We know Aaron goes back multiple times. I see nothing to indicate a "tandem trip". My impression is that Aaron keeps going back and keeps getting a new Abe avatar and this is how Aaron will be able to tell the narrator how Abe will respond.
The way the boxes work it does not matter where they come from in the future, once they travel into the past the "new future" in that timeline starts at that point and has not yet been written.
Mark:That makes them different people arriving at the same time and place, but there is only one pair at the party.
Exactly as my model would predict. Each travel results in a new timeline. My model allows travel so you can have an Aaron who has not timetraveled, a second who has only failsafed once, and a third who has failsafed once and near failsafed multiple times all in the same timeline. This is a "fact" from the film something that is inconsisten with replacement theory...

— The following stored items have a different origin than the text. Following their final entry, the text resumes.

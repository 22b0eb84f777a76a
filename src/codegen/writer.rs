//! Java source emission for synthetic classes

use super::class::SyntheticClass;
use super::method::MethodSpec;
use super::statement::{Statement, StatementArg};
use crate::ast::TypeParam;
use crate::config::Config;
use crate::consts::OVERRIDE_ANNOTATION;
use crate::error::{Error, Result};

/// Renders a [`SyntheticClass`] as a Java compilation unit
pub struct JavaWriter<'c> {
    config: &'c Config,
    indent_level: usize,
    output: String,
}

impl<'c> JavaWriter<'c> {
    pub fn new(config: &'c Config) -> Self {
        Self {
            config,
            indent_level: 0,
            output: String::new(),
        }
    }

    pub fn write(&mut self, class: &SyntheticClass) -> Result<String> {
        self.output.clear();
        self.indent_level = 0;

        if !class.package.is_empty() {
            self.writeln(&format!("package {};", class.package));
            self.output.push('\n');
        }

        self.writeln(&format!(
            "{} class {}{} extends {} {{",
            class.modifiers,
            class.name,
            type_params(&class.type_params),
            class.superclass
        ));

        self.indent();
        for (i, member) in class.members.iter().enumerate() {
            if i > 0 {
                self.output.push('\n');
            }
            self.write_member(&class.name, member)?;
        }
        self.dedent();

        self.writeln("}");
        Ok(std::mem::take(&mut self.output))
    }

    fn write_member(&mut self, class_name: &str, member: &MethodSpec) -> Result<()> {
        if member.is_override {
            self.writeln(&format!("@{}", OVERRIDE_ANNOTATION));
        }

        let mut header = member.modifiers.to_string();
        if !member.type_params.is_empty() {
            header.push(' ');
            header.push_str(&type_params(&member.type_params));
        }
        header.push(' ');
        match member.return_type() {
            Some(return_type) => {
                header.push_str(&return_type.to_string());
                header.push(' ');
                header.push_str(member.name());
            }
            None => header.push_str(class_name),
        }

        let params: Vec<String> = member.parameters.iter().map(|p| p.to_string()).collect();
        header.push('(');
        header.push_str(&params.join(", "));
        header.push(')');

        if !member.exceptions.is_empty() {
            let exceptions: Vec<String> = member.exceptions.iter().map(|e| e.to_string()).collect();
            header.push_str(" throws ");
            header.push_str(&exceptions.join(", "));
        }
        header.push_str(" {");
        self.writeln(&header);

        self.indent();
        for statement in &member.statements {
            let code = expand_statement(statement)?;
            for line in code.lines() {
                self.writeln(line);
            }
        }
        self.dedent();

        self.writeln("}");
        Ok(())
    }

    fn indent(&mut self) {
        self.indent_level += 1;
    }

    fn dedent(&mut self) {
        if self.indent_level > 0 {
            self.indent_level -= 1;
        }
    }

    fn writeln(&mut self, s: &str) {
        for _ in 0..self.indent_level {
            self.output.push_str(&self.config.indent);
        }
        self.output.push_str(s);
        self.output.push('\n');
    }
}

/// Render `class` with `config`'s formatting
pub fn render(class: &SyntheticClass, config: &Config) -> Result<String> {
    JavaWriter::new(config).write(class)
}

fn type_params(params: &[TypeParam]) -> String {
    if params.is_empty() {
        return String::new();
    }
    let params: Vec<String> = params.iter().map(|p| p.to_string()).collect();
    format!("<{}>", params.join(", "))
}

/// Expand a statement and terminate it with `;`
pub fn expand_statement(statement: &Statement) -> Result<String> {
    let mut code = expand_template(&statement.template, &statement.args)?;
    code.push(';');
    Ok(code)
}

/// Substitute `$L`, `$N`, `$S` and `$T` with `args` in order; `$$` is a dollar sign.
///
/// `$L` takes any argument verbatim, the others only their own kind. Every
/// argument has to be consumed.
pub fn expand_template(template: &str, args: &[StatementArg]) -> Result<String> {
    let mut out = String::with_capacity(template.len());
    let mut chars = template.chars();
    let mut next_arg = 0;

    while let Some(c) = chars.next() {
        if c != '$' {
            out.push(c);
            continue;
        }

        let kind = match chars.next() {
            Some('$') => {
                out.push('$');
                continue;
            }
            Some(kind @ ('L' | 'N' | 'S' | 'T')) => kind,
            Some(other) => {
                return Err(Error::template_error(template, format!("unknown placeholder ${}", other)));
            }
            None => return Err(Error::template_error(template, "dangling '$' at end of template")),
        };

        let arg = args.get(next_arg).ok_or_else(|| {
            Error::template_error(template, format!("no argument for placeholder #{} (${})", next_arg + 1, kind))
        })?;
        next_arg += 1;

        match (kind, arg) {
            ('L', arg) => out.push_str(arg.text()),
            ('N', StatementArg::Name(name)) | ('T', StatementArg::Type(name)) => out.push_str(name),
            ('S', StatementArg::Str(s)) => out.push_str(&string_literal(s)),
            (kind, arg) => {
                return Err(Error::template_error(
                    template,
                    format!("${} given a ${} argument '{}'", kind, arg.placeholder(), arg.text()),
                ));
            }
        }
    }

    if next_arg != args.len() {
        return Err(Error::template_error(
            template,
            format!("{} argument(s) given, {} used", args.len(), next_arg),
        ));
    }

    Ok(out)
}

fn string_literal(value: &str) -> String {
    let mut out = String::with_capacity(value.len() + 2);
    out.push('"');
    for c in value.chars() {
        match c {
            '"' => out.push_str("\\\""),
            '\\' => out.push_str("\\\\"),
            '\n' => out.push_str("\\n"),
            '\r' => out.push_str("\\r"),
            '\t' => out.push_str("\\t"),
            c => out.push(c),
        }
    }
    out.push('"');
    out
}

#[cfg(test)]
mod tests {
    use super::*;

    fn lit(s: &str) -> StatementArg {
        StatementArg::Literal(s.to_string())
    }

    #[test]
    fn test_expand_all_placeholders() {
        let code = expand_template(
            "$T m = find($S, $N, $L) // $$",
            &[
                StatementArg::Type("java.lang.reflect.Method".into()),
                StatementArg::Str("say \"hi\"\n".into()),
                StatementArg::Name("target".into()),
                lit("1 + 2"),
            ],
        )
        .expect("expand");
        assert_eq!(code, r#"java.lang.reflect.Method m = find("say \"hi\"\n", target, 1 + 2) // $"#);
    }

    #[test]
    fn test_literal_accepts_any_kind() {
        let code = expand_template("$L.$L", &[StatementArg::Name("a".into()), StatementArg::Str("b".into())]).expect("expand");
        assert_eq!(code, "a.b");
    }

    #[test]
    fn test_expand_errors() {
        assert!(matches!(expand_template("$N", &[lit("x")]), Err(Error::Template { .. })));
        assert!(matches!(expand_template("$L $L", &[lit("x")]), Err(Error::Template { .. })));
        assert!(matches!(expand_template("done", &[lit("x")]), Err(Error::Template { .. })));
        assert!(matches!(expand_template("$X", &[]), Err(Error::Template { .. })));
        assert!(matches!(expand_template("cost $", &[]), Err(Error::Template { .. })));
    }

    #[test]
    fn test_statement_gets_semicolon() {
        let statement = Statement::new("super($L)", vec![lit("x")]);
        assert_eq!(expand_statement(&statement).expect("expand"), "super(x);");
    }
}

Mark: There's not enough space here to do this justice...I'd like to see your theory explained in a coherent article; it's difficult to follow piecemeal like this
I had been going to your site since seeing Primer to see your insights into it and so far none has been posted (from your writings here it seems that your "model" can not explain what we are shown). I have been working on one, but to get the timelines shown in the film require a fair amount of speculation and dozens of timelines and avatars. If I ever finish it I plan to post it at the primer fanboard...
I appreciate your time and discussion and if I ever find the time to pull it all together I will let you know. Thanks alot!
Thanks again for your comments. I look forward to reading whatever you produce.